Justice O'Connor said the health of the judiciary is tied to the way judges are selected. Since 1974, Arizona has used a merit selection system, in which state judges and those in Maricopa and Pima County are appointed by the governor, with recommendations from a non-partisan commission of citizens and attorneys. Voters periodically decide which judges may keep their jobs.

"That's a good system. It's good for Arizona," said Justice O'Connor, praising former Arizona Supreme Court Chief Justice Ruth McGregor (Class of 1974) for her work in the merit-selection arena.

In many other states, judges are elected, bringing "a flood of money coming into the courtroom with volatile judicial campaigns," she said. "People have mobilized to finance judges they hope will be sympathetic to their causes."

Examples abound: More than 30 years ago, a Texas judicial campaign hit the million-dollar mark, but a campaign in 2004 in Illinois hit more than $9 million, and a begrudged businessman in West Virginia spent $3 million to oust an incumbent on its Supreme Court, Justice O'Connor said.

"The biggest issue is the distrust this breeds in our citizens," she said. "Why would we want to put up with that in our country? We stand for better than that, I thought."

The root of the problem is public ignorance about the role of the judiciary, Justice O'Connor said.

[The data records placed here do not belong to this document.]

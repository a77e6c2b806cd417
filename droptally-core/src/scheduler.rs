use crate::context::SubmissionContext;
use crate::points;
use crate::sync;
use log::{error, info};
use std::sync::Arc;
use std::time::Duration;
use tokio::task::JoinHandle;
use tokio_util::sync::CancellationToken;

const RECURRING_GRANT_BATCH: i64 = 100;

/// Starts the periodic tasks: group-membership reconciliation and the
/// points sweeps (credit expiry + recurring grants). Tasks stop when the
/// token is cancelled.
pub fn spawn_periodic_tasks(
    ctx: Arc<SubmissionContext>,
    cancel: CancellationToken,
) -> Vec<JoinHandle<()>> {
    let mut handles = Vec::new();

    let sync_period = Duration::from_secs(ctx.config.group_sync_period_secs);
    let sync_ctx = ctx.clone();
    let sync_cancel = cancel.clone();
    handles.push(tokio::spawn(async move {
        let mut ticker = tokio::time::interval(sync_period);
        ticker.set_missed_tick_behavior(tokio::time::MissedTickBehavior::Delay);
        loop {
            tokio::select! {
                _ = sync_cancel.cancelled() => {
                    info!("Group sync task shutting down");
                    return;
                }
                _ = ticker.tick() => {}
            }
            if let Err(err) = sync::sync_all_groups(&sync_ctx, false).await {
                error!("Scheduled group sync failed: {err}");
            }
        }
    }));

    let sweep_period = Duration::from_secs(ctx.config.points_sweep_period_secs);
    let sweep_ctx = ctx.clone();
    let sweep_cancel = cancel.clone();
    handles.push(tokio::spawn(async move {
        let mut ticker = tokio::time::interval(sweep_period);
        ticker.set_missed_tick_behavior(tokio::time::MissedTickBehavior::Delay);
        loop {
            tokio::select! {
                _ = sweep_cancel.cancelled() => {
                    info!("Points sweep task shutting down");
                    return;
                }
                _ = ticker.tick() => {}
            }
            let result = sweep_ctx
                .run_db(|conn| {
                    let expired = points::expire_due_credits(conn)?;
                    let granted = points::process_recurring_grants(conn, RECURRING_GRANT_BATCH)?;
                    Ok((expired, granted))
                })
                .await;
            match result {
                Ok((expired, granted)) if expired > 0 || granted > 0 => {
                    info!("Points sweep: expired {expired} credits, processed {granted} grants");
                }
                Ok(_) => {}
                Err(err) => error!("Points sweep failed: {err}"),
            }
        }
    }));

    handles
}
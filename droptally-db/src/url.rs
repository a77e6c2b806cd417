use percent_encoding::{NON_ALPHANUMERIC, utf8_percent_encode};
use serde::Deserialize;

pub fn postgres_url_from_environment() -> String {
    #[derive(Debug, PartialEq, Deserialize)]
    struct DbConfig {
        user: String,
        pass: String,
        host: Option<String>,
        name: Option<String>,
    }
    let provider = figment::providers::Env::prefixed("DB_");
    let db_config: DbConfig = figment::Figment::from(provider)
        .extract()
        .expect("Database connection environment variable(s) missing or invalid");

    // Trailing newlines sneak in when the password comes from a mounted
    // secret file; anything else stays untouched.
    let password = db_config.pass.strip_suffix('\n').unwrap_or(&db_config.pass);
    let password = utf8_percent_encode(password, NON_ALPHANUMERIC);

    format!(
        "postgres://{}:{}@{}/{}",
        db_config.user,
        password,
        db_config.host.as_deref().unwrap_or("localhost"),
        db_config.name.as_deref().unwrap_or("droptally"),
    )
}
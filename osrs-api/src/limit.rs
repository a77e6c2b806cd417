use std::collections::VecDeque;
use std::time::Duration;
use tokio::sync::Mutex;
use tokio::time::Instant;

/// Sliding-window rate limiter shared by all clients talking to one upstream.
/// The windows are generous enough that waiting (rather than erroring) is the
/// right behavior for a submission pipeline.
pub struct RateLimiter {
    max_requests: usize,
    window: Duration,
    stamps: Mutex<VecDeque<Instant>>,
}

impl RateLimiter {
    pub fn new(max_requests: usize, window: Duration) -> Self {
        Self {
            max_requests,
            window,
            stamps: Mutex::new(VecDeque::with_capacity(max_requests)),
        }
    }

    /// The ~100 requests per 65 seconds convention the external services ask
    /// API consumers to stay under.
    pub fn by_convention() -> Self {
        Self::new(100, Duration::from_secs(65))
    }

    /// Waits until a request slot is available, then claims it.
    pub async fn acquire(&self) {
        loop {
            let wait = {
                let mut stamps = self.stamps.lock().await;
                let now = Instant::now();
                while let Some(front) = stamps.front() {
                    if now.duration_since(*front) >= self.window {
                        stamps.pop_front();
                    } else {
                        break;
                    }
                }
                if stamps.len() < self.max_requests {
                    stamps.push_back(now);
                    return;
                }
                // Window is full; sleep until the oldest stamp ages out.
                self.window - now.duration_since(*stamps.front().expect("window is full"))
            };
            tokio::time::sleep(wait).await;
        }
    }
}

#[cfg(test)]
mod tests {
    use super::*;

    #[tokio::test]
    async fn acquires_up_to_the_window_limit_without_waiting() {
        let limiter = RateLimiter::new(3, Duration::from_secs(60));
        let start = Instant::now();
        for _ in 0..3 {
            limiter.acquire().await;
        }
        assert!(start.elapsed() < Duration::from_millis(100));
    }

    #[tokio::test(start_paused = true)]
    async fn waits_for_the_oldest_stamp_to_age_out() {
        let limiter = RateLimiter::new(1, Duration::from_secs(5));
        limiter.acquire().await;

        let start = Instant::now();
        limiter.acquire().await;
        assert!(start.elapsed() >= Duration::from_secs(5));
    }
}
//! Click analytics service.

use std::sync::Arc;

use crate::application::services::LinkService;
use crate::domain::analytics::{self, AnalyticsView};
use crate::domain::entities::LinkSummary;
use crate::domain::repositories::RegistryStorage;
use crate::error::AppError;

/// Registry-wide totals for the dashboard.
#[derive(Debug, Clone, PartialEq, Eq)]
pub struct Overview {
    pub total_urls: usize,
    pub total_clicks: u64,
    pub urls: Vec<LinkSummary>,
}

/// Read-only service computing analytics from stored click logs.
///
/// Views are derived on every call; nothing is cached.
pub struct AnalyticsService<S: RegistryStorage + ?Sized> {
    links: Arc<LinkService<S>>,
}

impl<S: RegistryStorage + ?Sized> AnalyticsService<S> {
    pub fn new(links: Arc<LinkService<S>>) -> Self {
        Self { links }
    }

    /// Builds the analytics view for one link.
    ///
    /// # Errors
    ///
    /// Returns [`AppError::NotFound`] if no link matches.
    /// Returns [`AppError::Storage`] on load failure.
    pub async fn summarize(&self, short_id: &str) -> Result<AnalyticsView, AppError> {
        let record = self.links.resolve(short_id).await?;
        Ok(analytics::summarize(&record))
    }

    /// Totals across every link, with per-link summaries in insertion order.
    ///
    /// # Errors
    ///
    /// Returns [`AppError::Storage`] on load failure.
    pub async fn overview(&self) -> Result<Overview, AppError> {
        let urls = self.links.list_all().await?;
        let total_clicks = urls.iter().map(|s| s.click_count).sum();

        Ok(Overview {
            total_urls: urls.len(),
            total_clicks,
            urls,
        })
    }
}

#[cfg(test)]
mod tests {
    use super::*;
    use crate::domain::client_metadata::ClientMetadata;
    use crate::domain::registry::Registry;
    use crate::domain::repositories::MockRegistryStorage;
    use crate::domain::user_agent::{DeviceInfo, MockUserAgentClassifier};
    use crate::infrastructure::persistence::MemoryStorage;
    use serde_json::json;

    fn classifier_reporting(browser: &'static str) -> MockUserAgentClassifier {
        let mut classifier = MockUserAgentClassifier::new();
        classifier.expect_classify().returning(move |_| DeviceInfo {
            browser: Some(browser.to_string()),
            ..Default::default()
        });
        classifier
    }

    fn service_with(
        classifier: MockUserAgentClassifier,
    ) -> (Arc<LinkService<MemoryStorage>>, AnalyticsService<MemoryStorage>) {
        let links = Arc::new(LinkService::new(
            Arc::new(MemoryStorage::new()),
            Arc::new(classifier),
        ));
        (links.clone(), AnalyticsService::new(links))
    }

    #[tokio::test]
    async fn test_summarize_reflects_recorded_clicks() {
        let (links, analytics) = service_with(classifier_reporting("Chrome"));
        links
            .create_link("https://example.com".to_string(), Some("abc".to_string()))
            .await
            .unwrap();

        for _ in 0..3 {
            links
                .visit("abc", ClientMetadata::new(None, Some("Mozilla/5.0"), None))
                .await
                .unwrap();
        }

        let view = analytics.summarize("abc").await.unwrap();

        assert_eq!(view.total_clicks, 3);
        assert_eq!(view.top_browsers, vec![("Chrome".to_string(), 3)]);
        assert_eq!(view.recent_clicks.len(), 3);
        assert_eq!(view.clicks_by_day.values().sum::<u64>(), 3);
    }

    #[tokio::test]
    async fn test_summarize_missing_link() {
        let (_, analytics) = service_with(MockUserAgentClassifier::new());

        let result = analytics.summarize("missing").await;

        assert!(matches!(result.unwrap_err(), AppError::NotFound { .. }));
    }

    #[tokio::test]
    async fn test_overview_totals() {
        let (links, analytics) = service_with(classifier_reporting("Firefox"));
        for alias in ["one", "two"] {
            links
                .create_link("https://example.com".to_string(), Some(alias.to_string()))
                .await
                .unwrap();
        }
        links.visit("two", ClientMetadata::default()).await.unwrap();
        links.visit("two", ClientMetadata::default()).await.unwrap();

        let overview = analytics.overview().await.unwrap();

        assert_eq!(overview.total_urls, 2);
        assert_eq!(overview.total_clicks, 2);
        assert_eq!(overview.urls[0].short_id, "one");
        assert_eq!(overview.urls[1].click_count, 2);
    }

    #[tokio::test]
    async fn test_overview_empty_registry() {
        let mut storage = MockRegistryStorage::new();
        storage
            .expect_load()
            .times(1)
            .returning(|| Ok(Registry::new()));

        let links = Arc::new(LinkService::new(
            Arc::new(storage),
            Arc::new(MockUserAgentClassifier::new()),
        ));
        let analytics = AnalyticsService::new(links);

        let overview = analytics.overview().await.unwrap();

        assert_eq!(overview.total_urls, 0);
        assert_eq!(overview.total_clicks, 0);
        assert!(overview.urls.is_empty());
    }

    #[tokio::test]
    async fn test_overview_storage_error() {
        let mut storage = MockRegistryStorage::new();
        storage
            .expect_load()
            .returning(|| Err(AppError::storage("Registry document is corrupt", json!({}))));

        let links = Arc::new(LinkService::new(
            Arc::new(storage),
            Arc::new(MockUserAgentClassifier::new()),
        ));
        let analytics = AnalyticsService::new(links);

        assert!(matches!(
            analytics.overview().await.unwrap_err(),
            AppError::Storage { .. }
        ));
    }
}
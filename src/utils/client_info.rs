//! Client metadata extraction from HTTP request headers.

use axum::http::{HeaderMap, HeaderName, header};
use std::net::SocketAddr;

use crate::domain::client_metadata::ClientMetadata;

const X_FORWARDED_FOR: HeaderName = HeaderName::from_static("x-forwarded-for");

/// Collects client address, user agent and referer for click tracking.
///
/// The address is the first entry of `X-Forwarded-For` when present,
/// otherwise the peer socket IP.
pub fn client_metadata_from_headers(
    headers: &HeaderMap,
    peer: Option<SocketAddr>,
) -> ClientMetadata {
    let address = forwarded_for(headers).or_else(|| peer.map(|addr| addr.ip().to_string()));

    ClientMetadata::new(
        address,
        header_str(headers, &header::USER_AGENT),
        header_str(headers, &header::REFERER),
    )
}

/// Origin used to build absolute short URLs, taken from the `Origin` header.
pub fn request_origin(headers: &HeaderMap) -> Option<String> {
    header_str(headers, &header::ORIGIN)
        .filter(|origin| !origin.is_empty() && *origin != "null")
        .map(|origin| origin.trim_end_matches('/').to_string())
}

fn forwarded_for(headers: &HeaderMap) -> Option<String> {
    header_str(headers, &X_FORWARDED_FOR)?
        .split(',')
        .map(str::trim)
        .find(|entry| !entry.is_empty())
        .map(str::to_string)
}

fn header_str<'a>(headers: &'a HeaderMap, name: &HeaderName) -> Option<&'a str> {
    headers.get(name).and_then(|v| v.to_str().ok())
}
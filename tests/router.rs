mod common;

use axum::body::{Body, to_bytes};
use axum::extract::ConnectInfo;
use axum::http::{Method, Request, Response, StatusCode, header};
use serde_json::{Value, json};
use snaplink::routes::app_router;
use snaplink::state::AppState;
use std::net::SocketAddr;
use tower::ServiceExt;

async fn send(
    state: &AppState,
    method: Method,
    uri: &str,
    body: Option<Value>,
) -> Response<Body> {
    let addr: SocketAddr = "127.0.0.1:12345".parse().unwrap();
    let mut builder = Request::builder()
        .method(method)
        .uri(uri)
        .extension(ConnectInfo(addr));

    let body = match body {
        Some(json) => {
            builder = builder.header(header::CONTENT_TYPE, "application/json");
            Body::from(json.to_string())
        }
        None => Body::empty(),
    };

    app_router(state.clone())
        .oneshot(builder.body(body).unwrap())
        .await
        .unwrap()
}

async fn json_body(response: Response<Body>) -> Value {
    let bytes = to_bytes(response.into_body(), usize::MAX).await.unwrap();
    serde_json::from_slice(&bytes).unwrap()
}

#[tokio::test]
async fn test_health_route_is_not_a_short_id() {
    let state = common::create_test_state();

    let response = send(&state, Method::GET, "/health", None).await;

    assert_eq!(response.status(), StatusCode::OK);
    assert_eq!(json_body(response).await["status"], "healthy");
}

#[tokio::test]
async fn test_shorten_then_redirect_through_app_router() {
    let state = common::create_test_state();

    let created = send(
        &state,
        Method::POST,
        "/api/shorten",
        Some(json!({ "url": "https://example.com/full" })),
    )
    .await;
    assert_eq!(created.status(), StatusCode::CREATED);
    let short_id = json_body(created).await["shortId"]
        .as_str()
        .unwrap()
        .to_string();

    let response = send(&state, Method::GET, &format!("/{short_id}"), None).await;

    assert_eq!(response.status(), StatusCode::FOUND);
    assert_eq!(
        response.headers()[header::LOCATION],
        "https://example.com/full"
    );

    let link = state.link_service.resolve(&short_id).await.unwrap();
    assert_eq!(link.click_count(), 1);
}

#[tokio::test]
async fn test_trailing_slash_is_trimmed() {
    let state = common::create_test_state();
    common::create_test_link(&state, "slash", "https://example.com").await;

    let redirect = send(&state, Method::GET, "/slash/", None).await;
    assert_eq!(redirect.status(), StatusCode::FOUND);

    let overview = send(&state, Method::GET, "/api/analytics/", None).await;
    assert_eq!(overview.status(), StatusCode::OK);
    assert_eq!(json_body(overview).await["totalUrls"], 1);
}

#[tokio::test]
async fn test_api_routes_take_precedence_over_short_ids() {
    let state = common::create_test_state();
    common::create_test_link(&state, "first", "https://example.com").await;

    let response = send(&state, Method::GET, "/api/shorten", None).await;

    assert_eq!(response.status(), StatusCode::OK);
    assert_eq!(json_body(response).await[0]["shortId"], "first");
}

#[tokio::test]
async fn test_unknown_short_id_is_json_not_found() {
    let state = common::create_test_state();

    let response = send(&state, Method::GET, "/missing", None).await;

    assert_eq!(response.status(), StatusCode::NOT_FOUND);
    assert_eq!(json_body(response).await["error"]["code"], "not_found");
}
//! # Snaplink
//!
//! A small URL shortener with click analytics, built with Axum. The whole link
//! registry, click logs included, lives in a single JSON document.
//!
//! ## Architecture
//!
//! - **Domain Layer** ([`domain`]) - Link records, click events, the registry and analytics rollups
//! - **Application Layer** ([`application`]) - Link and analytics services
//! - **Infrastructure Layer** ([`infrastructure`]) - JSON file storage and user-agent parsing
//! - **API Layer** ([`api`]) - REST API handlers, DTOs, and middleware
//!
//! ## Features
//!
//! - Generated or custom short identifiers
//! - Click log per link with browser, OS and device classification
//! - Per-day, top-browser and recent-click analytics
//! - Atomic whole-document saves, serialized by a single writer lock
//!
//! ## Quick Start
//!
//! ```bash
//! export DATA_FILE="data/urls.json"
//! export BASE_URL="http://localhost:3000"
//!
//! cargo run
//! ```
//!
//! ## Configuration
//!
//! Service configuration is loaded from environment variables via [`config::Config`].
//! See [`config`] module for available options.

pub mod api;
pub mod application;
pub mod domain;
pub mod error;
pub mod infrastructure;
pub mod state;
pub mod utils;

pub mod config;
pub mod server;

pub mod routes;

pub use error::AppError;
pub use state::AppState;

/// Commonly used types for external consumers.
///
/// Re-exports frequently used types to simplify imports for library users
/// and integration tests.
pub mod prelude {
    pub use crate::application::services::{AnalyticsService, LinkService};
    pub use crate::domain::entities::{ClickEvent, LinkRecord, LinkSummary};
    pub use crate::domain::registry::Registry;
    pub use crate::error::AppError;
    pub use crate::state::AppState;
}
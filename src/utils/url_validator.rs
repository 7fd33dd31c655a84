//! Target URL validation.
//!
//! Accepts any absolute URL the WHATWG parser understands. The URL is stored
//! exactly as submitted; parsing is only used to reject malformed input and to
//! produce an ASCII-safe `Location` header.

use axum::http::HeaderValue;
use serde_json::json;
use url::Url;

use crate::error::AppError;

/// Errors produced while validating a target URL.
#[derive(Debug, thiserror::Error)]
pub enum UrlValidationError {
    #[error("URL must not be empty")]
    Empty,

    #[error("Invalid URL format: {0}")]
    InvalidFormat(#[from] url::ParseError),
}

/// Checks that `input` is a well-formed absolute URL.
///
/// # Errors
///
/// Returns [`UrlValidationError::Empty`] for blank input and
/// [`UrlValidationError::InvalidFormat`] for anything that does not parse
/// without a base URL (relative paths, bare words, bad hosts).
///
/// # Examples
///
/// ```ignore
/// assert!(validate_url("https://example.com/path").is_ok());
/// assert!(validate_url("not-a-url").is_err());
/// ```
pub fn validate_url(input: &str) -> Result<Url, UrlValidationError> {
    if input.trim().is_empty() {
        return Err(UrlValidationError::Empty);
    }

    Ok(Url::parse(input)?)
}

/// Builds the `Location` header value for a stored target URL.
///
/// Percent-encodes non-ASCII characters via the URL serializer. A stored value
/// that no longer parses is used as-is if it is still a valid header value.
///
/// # Errors
///
/// Returns [`AppError::Internal`] if the value cannot be sent as a header,
/// e.g. a hand-edited document with control characters in the host.
pub fn redirect_target(stored: &str) -> Result<HeaderValue, AppError> {
    let target = Url::parse(stored)
        .map(String::from)
        .unwrap_or_else(|_| stored.to_string());

    HeaderValue::try_from(target).map_err(|_| {
        AppError::internal(
            "Stored URL cannot be used as a redirect target",
            json!({ "url": stored }),
        )
    })
}
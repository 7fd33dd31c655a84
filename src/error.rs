//! Application error type shared by every layer.
//!
//! Each variant maps to one HTTP status and a stable machine-readable code.
//! Error bodies have the shape `{"error": {"code", "message", "details"}}`.

use axum::{
    Json,
    http::StatusCode,
    response::{IntoResponse, Response},
};
use serde::Serialize;
use serde_json::{Value, json};

#[derive(Serialize)]
struct ErrorBody {
    error: ErrorInfo,
}

/// Serializable error payload, also embedded in CLI and health output.
#[derive(Debug, Clone, Serialize)]
pub struct ErrorInfo {
    pub code: &'static str,
    pub message: String,
    pub details: Value,
}

#[derive(Debug, thiserror::Error)]
pub enum AppError {
    /// Malformed input: bad URL, bad alias, invalid request body.
    #[error("{message}")]
    Validation { message: String, details: Value },

    #[error("{message}")]
    NotFound { message: String, details: Value },

    /// The requested alias is already registered.
    #[error("{message}")]
    Conflict { message: String, details: Value },

    /// The registry document could not be read, parsed or written.
    #[error("{message}")]
    Storage { message: String, details: Value },

    #[error("{message}")]
    Internal { message: String, details: Value },
}

impl AppError {
    pub fn bad_request(message: impl Into<String>, details: Value) -> Self {
        Self::Validation {
            message: message.into(),
            details,
        }
    }

    pub fn not_found(message: impl Into<String>, details: Value) -> Self {
        Self::NotFound {
            message: message.into(),
            details,
        }
    }

    pub fn conflict(message: impl Into<String>, details: Value) -> Self {
        Self::Conflict {
            message: message.into(),
            details,
        }
    }

    pub fn storage(message: impl Into<String>, details: Value) -> Self {
        Self::Storage {
            message: message.into(),
            details,
        }
    }

    pub fn internal(message: impl Into<String>, details: Value) -> Self {
        Self::Internal {
            message: message.into(),
            details,
        }
    }

    /// Stable error code used in response bodies.
    pub fn code(&self) -> &'static str {
        match self {
            Self::Validation { .. } => "validation_error",
            Self::NotFound { .. } => "not_found",
            Self::Conflict { .. } => "conflict",
            Self::Storage { .. } => "storage_error",
            Self::Internal { .. } => "internal_error",
        }
    }

    pub fn status(&self) -> StatusCode {
        match self {
            Self::Validation { .. } => StatusCode::BAD_REQUEST,
            Self::NotFound { .. } => StatusCode::NOT_FOUND,
            Self::Conflict { .. } => StatusCode::CONFLICT,
            Self::Storage { .. } | Self::Internal { .. } => StatusCode::INTERNAL_SERVER_ERROR,
        }
    }

    fn details(&self) -> &Value {
        match self {
            Self::Validation { details, .. }
            | Self::NotFound { details, .. }
            | Self::Conflict { details, .. }
            | Self::Storage { details, .. }
            | Self::Internal { details, .. } => details,
        }
    }

    pub fn to_error_info(&self) -> ErrorInfo {
        ErrorInfo {
            code: self.code(),
            message: self.to_string(),
            details: self.details().clone(),
        }
    }
}

impl IntoResponse for AppError {
    fn into_response(self) -> Response {
        if matches!(self, Self::Storage { .. } | Self::Internal { .. }) {
            tracing::error!(code = self.code(), details = %self.details(), "{}", self);
        }

        let body = ErrorBody {
            error: self.to_error_info(),
        };

        (self.status(), Json(body)).into_response()
    }
}

impl From<validator::ValidationErrors> for AppError {
    fn from(errors: validator::ValidationErrors) -> Self {
        let mut fields: Vec<String> = errors
            .field_errors()
            .keys()
            .map(|k| k.to_string())
            .collect();
        fields.sort();
        AppError::bad_request("Invalid request body", json!({ "fields": fields }))
    }
}
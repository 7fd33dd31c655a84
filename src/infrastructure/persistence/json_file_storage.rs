//! JSON document storage for the link registry.

use async_trait::async_trait;
use serde_json::json;
use std::io::ErrorKind;
use std::path::{Path, PathBuf};

use crate::domain::registry::Registry;
use crate::domain::repositories::RegistryStorage;
use crate::error::AppError;

/// Stores the whole registry as one pretty-printed JSON file.
///
/// Saves write a sibling `.tmp` file and rename it over the document, so a
/// crash mid-write leaves the previous version intact.
pub struct JsonFileStorage {
    path: PathBuf,
}

impl JsonFileStorage {
    pub fn new(path: impl Into<PathBuf>) -> Self {
        Self { path: path.into() }
    }

    pub fn path(&self) -> &Path {
        &self.path
    }

    fn temp_path(&self) -> PathBuf {
        self.path.with_extension("tmp")
    }

    fn io_error(&self, message: &str, e: std::io::Error) -> AppError {
        AppError::storage(
            message,
            json!({
                "path": self.path.display().to_string(),
                "reason": e.to_string(),
            }),
        )
    }
}

#[async_trait]
impl RegistryStorage for JsonFileStorage {
    async fn load(&self) -> Result<Registry, AppError> {
        let bytes = match tokio::fs::read(&self.path).await {
            Ok(bytes) => bytes,
            Err(e) if e.kind() == ErrorKind::NotFound => {
                tracing::debug!(
                    path = %self.path.display(),
                    "Registry file missing, starting empty"
                );
                return Ok(Registry::new());
            }
            Err(e) => return Err(self.io_error("Failed to read registry", e)),
        };

        serde_json::from_slice(&bytes).map_err(|e| {
            AppError::storage(
                "Registry document is corrupt",
                json!({
                    "path": self.path.display().to_string(),
                    "reason": e.to_string(),
                }),
            )
        })
    }

    async fn save(&self, registry: &Registry) -> Result<(), AppError> {
        if let Some(parent) = self.path.parent()
            && !parent.as_os_str().is_empty()
        {
            tokio::fs::create_dir_all(parent)
                .await
                .map_err(|e| self.io_error("Failed to create registry directory", e))?;
        }

        let bytes = serde_json::to_vec_pretty(registry).map_err(|e| {
            AppError::internal(
                "Failed to serialize registry",
                json!({ "reason": e.to_string() }),
            )
        })?;

        let temp_path = self.temp_path();
        tokio::fs::write(&temp_path, bytes)
            .await
            .map_err(|e| self.io_error("Failed to write registry", e))?;

        // Atomic rename
        tokio::fs::rename(&temp_path, &self.path)
            .await
            .map_err(|e| self.io_error("Failed to replace registry", e))?;

        Ok(())
    }

    fn backend_name(&self) -> &'static str {
        "file"
    }
}
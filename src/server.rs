//! HTTP server initialization and runtime setup.
//!
//! Handles storage selection, service wiring and the Axum server lifecycle.

use crate::config::{Config, StorageBackend};
use crate::domain::repositories::RegistryStorage;
use crate::infrastructure::persistence::{JsonFileStorage, MemoryStorage};
use crate::infrastructure::user_agent::WootheeClassifier;
use crate::routes::app_router;
use crate::state::AppState;

use anyhow::{Context, Result};
use axum::ServiceExt;
use axum::extract::Request;
use std::net::SocketAddr;
use std::sync::Arc;

/// Builds the storage backend selected by configuration.
pub fn build_storage(config: &Config) -> Arc<dyn RegistryStorage> {
    match config.storage_backend {
        StorageBackend::File => Arc::new(JsonFileStorage::new(&config.data_file)),
        StorageBackend::Memory => Arc::new(MemoryStorage::new()),
    }
}

/// Runs the HTTP server with the given configuration.
///
/// Initializes:
/// - Registry storage (JSON file or in-memory)
/// - User-agent classifier
/// - Axum HTTP server with graceful shutdown on Ctrl+C
///
/// # Errors
///
/// Returns an error if:
/// - The existing registry document cannot be loaded
/// - Server bind fails
/// - Server runtime error occurs
pub async fn run(config: Config) -> Result<()> {
    let storage = build_storage(&config);

    let registry = storage
        .load()
        .await
        .context("Failed to load link registry")?;
    tracing::info!(
        backend = storage.backend_name(),
        links = registry.len(),
        clicks = registry.total_clicks(),
        "Registry loaded"
    );

    let state = AppState::new(
        storage,
        Arc::new(WootheeClassifier::new()),
        config.base_url.clone(),
    );

    let app = app_router(state);

    let addr: SocketAddr = config.listen_addr.parse()?;
    let listener = tokio::net::TcpListener::bind(addr).await?;
    tracing::info!("Listening on http://{addr}");

    axum::serve(
        listener,
        ServiceExt::<Request>::into_make_service_with_connect_info::<SocketAddr>(app),
    )
    .with_graceful_shutdown(shutdown_signal())
    .await?;

    tracing::info!("Server stopped");
    Ok(())
}

async fn shutdown_signal() {
    if let Err(e) = tokio::signal::ctrl_c().await {
        tracing::error!("Failed to listen for shutdown signal: {}", e);
        std::future::pending::<()>().await;
    }
    tracing::info!("Shutdown signal received");
}
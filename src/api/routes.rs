//! API route configuration.

use crate::api::handlers::{analytics_handler, list_links_handler, shorten_handler};
use crate::state::AppState;
use axum::{Router, routing::get};

/// Routes mounted under `/api`.
///
/// # Endpoints
///
/// - `POST /shorten`    - Create a short link
/// - `GET  /shorten`    - List links (or redirect with `?shortId=`)
/// - `GET  /analytics`  - Per-link analytics (`?shortId=`) or overall totals
pub fn api_routes() -> Router<AppState> {
    Router::new()
        .route("/shorten", get(list_links_handler).post(shorten_handler))
        .route("/analytics", get(analytics_handler))
}
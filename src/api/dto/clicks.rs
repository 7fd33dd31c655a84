//! DTOs for click event data.

use chrono::{DateTime, Utc};
use serde::Serialize;

use crate::domain::entities::ClickEvent;

/// Individual click event as shown in analytics.
#[derive(Debug, Serialize)]
#[serde(rename_all = "camelCase")]
pub struct ClickInfo {
    pub timestamp: DateTime<Utc>,
    pub source_address: Option<String>,
    pub user_agent: Option<String>,
    pub browser: String,
    pub operating_system: String,
    pub device_type: String,
    pub referer: String,
}

impl From<ClickEvent> for ClickInfo {
    fn from(event: ClickEvent) -> Self {
        Self {
            timestamp: event.timestamp,
            source_address: event.source_address,
            user_agent: event.user_agent_raw,
            browser: event.browser,
            operating_system: event.operating_system,
            device_type: event.device_type,
            referer: event.referer,
        }
    }
}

However, civics education has been drastically cut in many public schools in the United States, and young people are growing up without that foundation. (In surveys, more people could name the Three Stooges and judges on "American Idol," than the Chief Justice of the U.S. Supreme Court.)

Several years ago, Justice O'Connor decided to do something about it, and the result is Our Courts, a joint venture of the College of Law and the College of Teacher Education and Leadership at ASU and the Sandra Day O'Connor Project on the State of the Judiciary at Georgetown Law University Center. Our Courts (ourcourts.org) is a civics education project designed to teach middle school students about the judiciary and other parts of government, using a Web-based learning environment. The Web site has three games, with more to be added later, and teacher guides, information about state and tribal governments and other learning tools.

"This is a dandy system, and I want it to take hold," Justice O'Connor said. "But I need you to help - talk to these schools for me, and get them on the Web site."